1st Chair of the State Council of Higher Education for Virginia
- In office August 21, 1956 – June 30, 1964
- Governor: Thomas B. Stanley; J. Lindsay Almond; Albertis Harrison;
- Preceded by: Office established
- Succeeded by: Sol W. Rawls Jr.

17th President of Longwood University
- In office July 1, 1946 – July 1, 1955
- Preceded by: Joseph L. Jarman
- Succeeded by: Francis Lankford Jr.

10th Virginia Superintendent of Public Instruction
- In office September 1, 1941 – June 15, 1946
- Governor: James H. Price; Colgate Darden;
- Preceded by: Sidney B. Hall
- Succeeded by: G. Tyler Miller

Personal details
- Born: Dabney Stewart Lancaster October 12, 1889 Richmond, Virginia, U.S.
- Died: March 11, 1975 (aged 85) Lexington, Virginia, U.S.
- Resting place: Hollywood Cemetery
- Spouse: Mary Tabb Crump
- Children: 4
- Education: University of Virginia (BA); Virginia Tech (MS);

= Dabney S. Lancaster =

American educator and government official (1889–1975)

Dabney Stewart Lancaster (October 12, 1889 – March 11, 1975) was an American educator and government official.

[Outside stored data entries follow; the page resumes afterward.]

//! Remote-call failure type.
//!
//! Every failure reaching the console is "the remote call failed". The
//! variants only exist so the log line and the banner text can say why.

/// Failure of a single HTTP round trip.
#[derive(Debug, thiserror::Error)]
pub enum ApiError {
    #[error("Network Error: cannot reach {0}")]
    Connection(String),
    #[error("timeout of {0}s exceeded")]
    Timeout(u64),
    #[error("Request failed with status code {status}")]
    Status { status: u16, body: String },
    #[error("Invalid response body: {0}")]
    Decode(String),
    #[error("{0}")]
    Client(String),
}

impl ApiError {
    /// Map a reqwest transport error the same way for every verb.
    pub(crate) fn from_reqwest(err: reqwest::Error, base_url: &str, timeout_secs: u64) -> Self {
        if err.is_timeout() {
            ApiError::Timeout(timeout_secs)
        } else if err.is_connect() {
            ApiError::Connection(base_url.to_string())
        } else if err.is_decode() {
            ApiError::Decode(err.to_string())
        } else {
            ApiError::Client(err.to_string())
        }
    }

    /// HTTP status, when the server answered.
    pub fn status(&self) -> Option<u16> {
        match self {
            ApiError::Status { status, .. } => Some(*status),
            _ => None,
        }
    }
}

/// Banner text for a failed operation: the error's own message, or the
/// operation fallback when that message is blank.
pub fn error_message(err: &ApiError, fallback: &str) -> String {
    let message = err.to_string();
    if message.trim().is_empty() {
        fallback.to_string()
    } else {
        message
    }
}
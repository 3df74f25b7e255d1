use chrono::{DateTime, NaiveDateTime};

use crate::components::table::TextTable;
use crate::models::{Appointment, AppointmentStatus};

const HEADERS: &[&str] = &["ID", "Patient ID", "Date & Time", "Reason", "Status"];

/// Row actions the appointment table offers.
#[derive(Debug, Clone, Copy, PartialEq, Eq)]
pub enum AppointmentListAction {
    Delete(i64),
    StatusChange(i64, AppointmentStatus),
}

/// Appointment table. Status is shown by its human label.
pub struct AppointmentList<'a> {
    pub appointments: &'a [&'a Appointment],
}

impl AppointmentList<'_> {
    pub fn render(&self) -> String {
        if self.appointments.is_empty() {
            return "No appointments\n".to_string();
        }

        let mut table = TextTable::new(HEADERS);
        for a in self.appointments {
            table.push_row(vec![
                a.id.to_string(),
                a.patient_id.to_string(),
                format_date_time(&a.appointment_date_time),
                a.reason.clone(),
                a.status.label().to_string(),
            ]);
        }
        table.render()
    }
}

/// `YYYY-MM-DD HH:MM` for ISO-8601 input, the raw text otherwise.
pub fn format_date_time(raw: &str) -> String {
    const DISPLAY: &str = "%Y-%m-%d %H:%M";

    if let Ok(dt) = DateTime::parse_from_rfc3339(raw) {
        return dt.naive_local().format(DISPLAY).to_string();
    }
    for pattern in ["%Y-%m-%dT%H:%M:%S%.f", "%Y-%m-%dT%H:%M"] {
        if let Ok(dt) = NaiveDateTime::parse_from_str(raw, pattern) {
            return dt.format(DISPLAY).to_string();
        }
    }
    raw.to_string()
}
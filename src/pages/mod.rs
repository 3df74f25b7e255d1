pub mod appointments;
pub mod patients;
pub mod sequence;

pub use appointments::AppointmentsPage;
pub use patients::PatientsPage;
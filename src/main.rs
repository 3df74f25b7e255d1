#[tokio::main]
async fn main() {
    if let Err(e) = clinic_console_lib::run().await {
        eprintln!("{e}");
        std::process::exit(1);
    }
}
//! Load sequencing for page controllers.
//!
//! Each list fetch takes a ticket when it starts. A completion is applied
//! only if no newer fetch has already been applied, so a slow response can
//! never overwrite the result of a later one.

/// Issued at the start of a fetch, handed back on completion.
#[derive(Debug, Clone, Copy, PartialEq, Eq, PartialOrd, Ord)]
pub struct LoadTicket(u64);

#[derive(Debug, Default)]
pub struct LoadSequence {
    issued: u64,
    applied: u64,
    in_flight: usize,
}

impl LoadSequence {
    pub fn new() -> Self {
        Self::default()
    }

    pub fn issue(&mut self) -> LoadTicket {
        self.issued += 1;
        self.in_flight += 1;
        LoadTicket(self.issued)
    }

    /// Record a completion. Returns `true` when its result should be applied.
    pub fn complete(&mut self, ticket: LoadTicket) -> bool {
        self.in_flight = self.in_flight.saturating_sub(1);
        if ticket.0 > self.applied {
            self.applied = ticket.0;
            true
        } else {
            false
        }
    }

    /// Any fetch still outstanding.
    pub fn is_busy(&self) -> bool {
        self.in_flight > 0
    }
}
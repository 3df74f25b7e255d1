//! Resource-client seams used by the page controllers.
//!
//! `HttpClient` implements both traits against the REST backend; tests
//! drive the controllers with an in-memory double instead.

use crate::api::error::ApiError;
use crate::models::{Appointment, AppointmentRequest, AppointmentStatus, Patient, PatientRequest};

/// One method per `/api/patients` operation.
#[allow(async_fn_in_trait)]
pub trait PatientApi {
    async fn list_patients(&self) -> Result<Vec<Patient>, ApiError>;

    async fn get_patient(&self, id: i64) -> Result<Patient, ApiError>;

    async fn create_patient(&self, request: &PatientRequest) -> Result<Patient, ApiError>;

    /// Full replace.
    async fn update_patient(&self, id: i64, request: &PatientRequest)
        -> Result<Patient, ApiError>;

    async fn delete_patient(&self, id: i64) -> Result<(), ApiError>;
}

/// One method per `/api/appointments` operation.
#[allow(async_fn_in_trait)]
pub trait AppointmentApi {
    /// `patient_id` scopes the list server-side.
    async fn list_appointments(&self, patient_id: Option<i64>)
        -> Result<Vec<Appointment>, ApiError>;

    async fn get_appointment(&self, id: i64) -> Result<Appointment, ApiError>;

    async fn create_appointment(
        &self,
        request: &AppointmentRequest,
    ) -> Result<Appointment, ApiError>;

    /// Status-only partial update; any status may follow any other.
    async fn update_appointment_status(
        &self,
        id: i64,
        status: AppointmentStatus,
    ) -> Result<Appointment, ApiError>;

    async fn delete_appointment(&self, id: i64) -> Result<(), ApiError>;
}
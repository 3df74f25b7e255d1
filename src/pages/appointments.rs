//! Appointments page controller.
//!
//! Two kinds of filtering:
//! - reason substring and exact status, applied to the loaded list
//! - patient id, applied server-side by reloading once "Apply Filter" runs

use crate::api::{error_message, ApiError, AppointmentApi};
use crate::components::{AppointmentForm, AppointmentList, AppointmentListAction, FormError};
use crate::models::{Appointment, AppointmentFilter, AppointmentRequest, AppointmentStatus};
use crate::pages::sequence::{LoadSequence, LoadTicket};

const LOAD_FALLBACK: &str = "Failed to load appointments";
const CREATE_FALLBACK: &str = "Failed to create appointment";
const DELETE_FALLBACK: &str = "Failed to delete appointment";
const STATUS_FALLBACK: &str = "Failed to update status";
const INVALID_PATIENT_FILTER: &str = "Patient ID must be a number";

pub struct AppointmentsPage<A> {
    api: A,
    appointments: Vec<Appointment>,
    loading: bool,
    error: Option<String>,
    filter: AppointmentFilter,
    /// Typed into the patient-id box, not yet applied.
    patient_filter_draft: String,
    /// Applied server-side scope.
    patient_scope: Option<i64>,
    form: AppointmentForm,
    sequence: LoadSequence,
}

impl<A: AppointmentApi> AppointmentsPage<A> {
    pub fn new(api: A) -> Self {
        Self {
            api,
            appointments: Vec::new(),
            loading: false,
            error: None,
            filter: AppointmentFilter::default(),
            patient_filter_draft: String::new(),
            patient_scope: None,
            form: AppointmentForm::new(None),
            sequence: LoadSequence::new(),
        }
    }

    pub async fn mount(&mut self) {
        self.load().await;
    }

    // ── Loading ─────────────────────────────────────────────

    pub async fn load(&mut self) {
        let ticket = self.begin_load();
        let result = self.api.list_appointments(self.patient_scope).await;
        self.finish_load(ticket, result);
    }

    pub fn begin_load(&mut self) -> LoadTicket {
        self.loading = true;
        self.error = None;
        self.sequence.issue()
    }

    pub fn finish_load(
        &mut self,
        ticket: LoadTicket,
        result: Result<Vec<Appointment>, ApiError>,
    ) {
        if self.sequence.complete(ticket) {
            match result {
                Ok(appointments) => {
                    tracing::debug!(
                        count = appointments.len(),
                        patient_id = ?self.patient_scope,
                        "Appointments loaded"
                    );
                    self.appointments = appointments;
                }
                Err(e) => {
                    tracing::warn!(error = %e, "Appointment list load failed");
                    self.error = Some(error_message(&e, LOAD_FALLBACK));
                }
            }
        } else {
            tracing::debug!(?ticket, "Discarding stale appointment list");
        }
        self.loading = self.sequence.is_busy();
    }

    // ── Mutations ───────────────────────────────────────────

    pub async fn submit(&mut self, request: AppointmentRequest) {
        match self.api.create_appointment(&request).await {
            Ok(created) => {
                tracing::info!(id = created.id, patient_id = created.patient_id, "Appointment created");
                self.load().await;
            }
            Err(e) => self.error = Some(error_message(&e, CREATE_FALLBACK)),
        }
    }

    pub async fn submit_form(&mut self) -> Result<(), FormError> {
        let request = self.form.submit()?;
        self.submit(request).await;
        Ok(())
    }

    pub async fn delete(&mut self, id: i64) {
        match self.api.delete_appointment(id).await {
            Ok(()) => {
                tracing::info!(id, "Appointment deleted");
                self.load().await;
            }
            Err(e) => self.error = Some(error_message(&e, DELETE_FALLBACK)),
        }
    }

    /// Any status may follow any other; the backend decides.
    pub async fn status_change(&mut self, id: i64, status: AppointmentStatus) {
        match self.api.update_appointment_status(id, status).await {
            Ok(_) => {
                tracing::info!(id, status = status.as_str(), "Appointment status changed");
                self.load().await;
            }
            Err(e) => self.error = Some(error_message(&e, STATUS_FALLBACK)),
        }
    }

    pub async fn handle(&mut self, action: AppointmentListAction) {
        match action {
            AppointmentListAction::Delete(id) => self.delete(id).await,
            AppointmentListAction::StatusChange(id, status) => {
                self.status_change(id, status).await
            }
        }
    }

    // ── Filters ─────────────────────────────────────────────

    pub fn set_reason_filter(&mut self, value: &str) {
        self.filter.reason = value.to_string();
    }

    pub fn set_status_filter(&mut self, status: Option<AppointmentStatus>) {
        self.filter.status = status;
    }

    pub fn set_patient_filter_draft(&mut self, value: &str) {
        self.patient_filter_draft = value.to_string();
    }

    /// Apply the typed patient id as the server-side scope and reload.
    /// An empty draft or `0` removes the scope.
    pub async fn apply_patient_filter(&mut self) {
        let draft = self.patient_filter_draft.trim();
        let scope = if draft.is_empty() {
            None
        } else {
            match draft.parse::<i64>() {
                Ok(0) => None,
                Ok(id) => Some(id),
                Err(_) => {
                    self.error = Some(INVALID_PATIENT_FILTER.to_string());
                    return;
                }
            }
        };
        self.set_scope(scope);
        self.load().await;
    }

    pub async fn clear_patient_filter(&mut self) {
        self.patient_filter_draft.clear();
        self.set_scope(None);
        self.load().await;
    }

    fn set_scope(&mut self, scope: Option<i64>) {
        self.patient_scope = scope;
        self.form.set_default_patient_id(scope);
    }

    /// Loaded appointments passing the reason and status filters.
    pub fn visible(&self) -> Vec<&Appointment> {
        self.filter.apply(&self.appointments)
    }

    // ── Accessors ───────────────────────────────────────────

    pub fn appointments(&self) -> &[Appointment] {
        &self.appointments
    }

    pub fn is_loading(&self) -> bool {
        self.loading
    }

    pub fn error(&self) -> Option<&str> {
        self.error.as_deref()
    }

    pub fn filter(&self) -> &AppointmentFilter {
        &self.filter
    }

    pub fn patient_scope(&self) -> Option<i64> {
        self.patient_scope
    }

    pub fn form(&self) -> &AppointmentForm {
        &self.form
    }

    pub fn form_mut(&mut self) -> &mut AppointmentForm {
        &mut self.form
    }

    pub fn render(&self) -> String {
        let mut out = String::from("Appointments\n\n");
        if let Some(error) = &self.error {
            out.push_str(&format!("! {error}\n\n"));
        }
        let status = self.filter.status.map_or("All", |s| s.label());
        out.push_str(&format!(
            "Filter by Reason: {}    Filter by Status: {}\n",
            self.filter.reason, status
        ));
        let scope = self
            .patient_scope
            .map_or_else(|| "all patients".to_string(), |id| format!("patient {id}"));
        out.push_str(&format!(
            "Filter by Patient ID: {}    [Apply Filter]    (showing {scope})\n\n",
            self.patient_filter_draft
        ));
        out.push_str("New appointment\n");
        out.push_str(&self.form.render());
        out.push('\n');
        if self.loading {
            out.push_str("Loading...\n");
        } else {
            let visible = self.visible();
            out.push_str(&AppointmentList { appointments: &visible }.render());
        }
        out
    }
}
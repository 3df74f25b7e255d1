use super::{Appointment, AppointmentStatus, Patient};

/// Case-insensitive substring match; an empty needle matches everything.
fn contains_ci(haystack: &str, needle: &str) -> bool {
    needle.is_empty() || haystack.to_lowercase().contains(&needle.to_lowercase())
}

#[derive(Debug, Clone, Default, PartialEq, Eq)]
pub struct PatientFilter {
    /// Matched against "first last".
    pub name: String,
    pub email: String,
}

impl PatientFilter {
    pub fn matches(&self, patient: &Patient) -> bool {
        contains_ci(&patient.full_name(), &self.name) && contains_ci(&patient.email, &self.email)
    }

    pub fn apply<'a>(&self, patients: &'a [Patient]) -> Vec<&'a Patient> {
        patients.iter().filter(|p| self.matches(p)).collect()
    }

    pub fn is_empty(&self) -> bool {
        self.name.is_empty() && self.email.is_empty()
    }
}

#[derive(Debug, Clone, Default, PartialEq, Eq)]
pub struct AppointmentFilter {
    pub reason: String,
    /// Exact match; `None` shows every status.
    pub status: Option<AppointmentStatus>,
}

impl AppointmentFilter {
    pub fn matches(&self, appointment: &Appointment) -> bool {
        contains_ci(&appointment.reason, &self.reason)
            && self.status.map_or(true, |s| appointment.status == s)
    }

    pub fn apply<'a>(&self, appointments: &'a [Appointment]) -> Vec<&'a Appointment> {
        appointments.iter().filter(|a| self.matches(a)).collect()
    }

    pub fn is_empty(&self) -> bool {
        self.reason.is_empty() && self.status.is_none()
    }
}
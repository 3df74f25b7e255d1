use serde::{Deserialize, Serialize};

use super::ModelError;

/// Macro to generate enum with as_str + label + std::str::FromStr pattern
macro_rules! str_enum {
    ($name:ident { $($variant:ident => $s:literal, $label:literal),+ $(,)? }) => {
        #[derive(Debug, Clone, Copy, PartialEq, Eq, Hash, Serialize, Deserialize)]
        pub enum $name {
            $(#[serde(rename = $s)] $variant),+
        }

        impl $name {
            pub const ALL: &'static [$name] = &[$(Self::$variant),+];

            /// Wire value.
            pub fn as_str(&self) -> &'static str {
                match self {
                    $(Self::$variant => $s),+
                }
            }

            /// Human-readable label for tables and selectors.
            pub fn label(&self) -> &'static str {
                match self {
                    $(Self::$variant => $label),+
                }
            }
        }

        impl std::fmt::Display for $name {
            fn fmt(&self, f: &mut std::fmt::Formatter<'_>) -> std::fmt::Result {
                f.write_str(self.as_str())
            }
        }

        impl std::str::FromStr for $name {
            type Err = ModelError;

            fn from_str(s: &str) -> Result<Self, Self::Err> {
                let upper = s.trim().to_ascii_uppercase();
                match upper.as_str() {
                    $($s => Ok(Self::$variant)),+,
                    _ => Err(ModelError::InvalidEnum {
                        field: stringify!($name).into(),
                        value: s.into(),
                    }),
                }
            }
        }
    };
}

str_enum!(AppointmentStatus {
    Scheduled => "SCHEDULED", "Scheduled",
    Completed => "COMPLETED", "Completed",
    Cancelled => "CANCELLED", "Cancelled",
    NoShow => "NO_SHOW", "No Show",
});
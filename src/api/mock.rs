//! In-memory backend double for page-controller tests.
//!
//! Behaves like the REST service (assigns ids, removes on delete, scopes
//! appointment lists by patient) and records every call it receives.

use std::sync::{Arc, Mutex, MutexGuard};

use crate::api::error::ApiError;
use crate::api::types::{AppointmentApi, PatientApi};
use crate::models::{Appointment, AppointmentRequest, AppointmentStatus, Patient, PatientRequest};

#[derive(Debug, Clone, PartialEq)]
pub(crate) enum Call {
    ListPatients,
    GetPatient(i64),
    CreatePatient(PatientRequest),
    UpdatePatient(i64, PatientRequest),
    DeletePatient(i64),
    ListAppointments(Option<i64>),
    GetAppointment(i64),
    CreateAppointment(AppointmentRequest),
    UpdateAppointmentStatus(i64, AppointmentStatus),
    DeleteAppointment(i64),
}

#[derive(Default)]
struct MockState {
    patients: Vec<Patient>,
    appointments: Vec<Appointment>,
    next_id: i64,
    calls: Vec<Call>,
    /// Message returned by every call while set.
    fail_with: Option<String>,
    /// Message returned only by list calls while set.
    fail_lists_with: Option<String>,
}

/// Cloning shares the same backend state.
#[derive(Clone, Default)]
pub(crate) struct MockClinicApi {
    state: Arc<Mutex<MockState>>,
}

impl MockClinicApi {
    pub fn new() -> Self {
        let mock = Self::default();
        mock.state().next_id = 100;
        mock
    }

    pub fn with_patients(self, patients: Vec<Patient>) -> Self {
        self.state().patients = patients;
        self
    }

    pub fn with_appointments(self, appointments: Vec<Appointment>) -> Self {
        self.state().appointments = appointments;
        self
    }

    pub fn fail_with(&self, message: Option<&str>) {
        self.state().fail_with = message.map(str::to_string);
    }

    pub fn fail_lists_with(&self, message: Option<&str>) {
        self.state().fail_lists_with = message.map(str::to_string);
    }

    pub fn calls(&self) -> Vec<Call> {
        self.state().calls.clone()
    }

    pub fn count(&self, matches: impl Fn(&Call) -> bool) -> usize {
        self.state().calls.iter().filter(|c| matches(c)).count()
    }

    fn state(&self) -> MutexGuard<'_, MockState> {
        self.state.lock().expect("mock state lock")
    }

    /// Record the call, then fail if a failure is configured.
    fn enter(&self, call: Call) -> Result<MutexGuard<'_, MockState>, ApiError> {
        let is_list = matches!(call, Call::ListPatients | Call::ListAppointments(_));
        let mut state = self.state();
        state.calls.push(call);
        if let Some(message) = &state.fail_with {
            return Err(ApiError::Client(message.clone()));
        }
        if is_list {
            if let Some(message) = &state.fail_lists_with {
                return Err(ApiError::Client(message.clone()));
            }
        }
        Ok(state)
    }
}

fn not_found() -> ApiError {
    ApiError::Status {
        status: 404,
        body: String::new(),
    }
}

impl PatientApi for MockClinicApi {
    async fn list_patients(&self) -> Result<Vec<Patient>, ApiError> {
        let state = self.enter(Call::ListPatients)?;
        Ok(state.patients.clone())
    }

    async fn get_patient(&self, id: i64) -> Result<Patient, ApiError> {
        let state = self.enter(Call::GetPatient(id))?;
        state
            .patients
            .iter()
            .find(|p| p.id == id)
            .cloned()
            .ok_or_else(not_found)
    }

    async fn create_patient(&self, request: &PatientRequest) -> Result<Patient, ApiError> {
        let mut state = self.enter(Call::CreatePatient(request.clone()))?;
        state.next_id += 1;
        let patient = Patient {
            id: state.next_id,
            first_name: request.first_name.clone(),
            last_name: request.last_name.clone(),
            email: request.email.clone(),
            phone: request.phone.clone(),
            date_of_birth: request.date_of_birth.clone(),
        };
        state.patients.push(patient.clone());
        Ok(patient)
    }

    async fn update_patient(
        &self,
        id: i64,
        request: &PatientRequest,
    ) -> Result<Patient, ApiError> {
        let mut state = self.enter(Call::UpdatePatient(id, request.clone()))?;
        let patient = state
            .patients
            .iter_mut()
            .find(|p| p.id == id)
            .ok_or_else(not_found)?;
        patient.first_name = request.first_name.clone();
        patient.last_name = request.last_name.clone();
        patient.email = request.email.clone();
        patient.phone = request.phone.clone();
        patient.date_of_birth = request.date_of_birth.clone();
        Ok(patient.clone())
    }

    async fn delete_patient(&self, id: i64) -> Result<(), ApiError> {
        let mut state = self.enter(Call::DeletePatient(id))?;
        let before = state.patients.len();
        state.patients.retain(|p| p.id != id);
        if state.patients.len() == before {
            return Err(not_found());
        }
        Ok(())
    }
}

impl AppointmentApi for MockClinicApi {
    async fn list_appointments(
        &self,
        patient_id: Option<i64>,
    ) -> Result<Vec<Appointment>, ApiError> {
        let state = self.enter(Call::ListAppointments(patient_id))?;
        Ok(state
            .appointments
            .iter()
            .filter(|a| patient_id.map_or(true, |p| a.patient_id == p))
            .cloned()
            .collect())
    }

    async fn get_appointment(&self, id: i64) -> Result<Appointment, ApiError> {
        let state = self.enter(Call::GetAppointment(id))?;
        state
            .appointments
            .iter()
            .find(|a| a.id == id)
            .cloned()
            .ok_or_else(not_found)
    }

    async fn create_appointment(
        &self,
        request: &AppointmentRequest,
    ) -> Result<Appointment, ApiError> {
        let mut state = self.enter(Call::CreateAppointment(request.clone()))?;
        state.next_id += 1;
        let appointment = Appointment {
            id: state.next_id,
            patient_id: request.patient_id,
            appointment_date_time: request.appointment_date_time.clone(),
            reason: request.reason.clone(),
            status: AppointmentStatus::Scheduled,
        };
        state.appointments.push(appointment.clone());
        Ok(appointment)
    }

    async fn update_appointment_status(
        &self,
        id: i64,
        status: AppointmentStatus,
    ) -> Result<Appointment, ApiError> {
        let mut state = self.enter(Call::UpdateAppointmentStatus(id, status))?;
        let appointment = state
            .appointments
            .iter_mut()
            .find(|a| a.id == id)
            .ok_or_else(not_found)?;
        appointment.status = status;
        Ok(appointment.clone())
    }

    async fn delete_appointment(&self, id: i64) -> Result<(), ApiError> {
        let mut state = self.enter(Call::DeleteAppointment(id))?;
        let before = state.appointments.len();
        state.appointments.retain(|a| a.id != id);
        if state.appointments.len() == before {
            return Err(not_found());
        }
        Ok(())
    }
}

==Early life & education==
A native of Richmond, Virginia, Lacaster was educated at the Episcopal High School in Alexandria, Virginia. He attended the University of Virginia and Virginia Tech.

==Career==
Lanacaster went on to serve as Virginia Superintendent of Public Instruction from 1941 to 1946, as the president of Longwood College (now Longwood University) from 1946 to 1955, and as the first head of the State Council of Higher Education for Virginia. In 1967, the state honored him by naming its new community college in Clifton Forge after him.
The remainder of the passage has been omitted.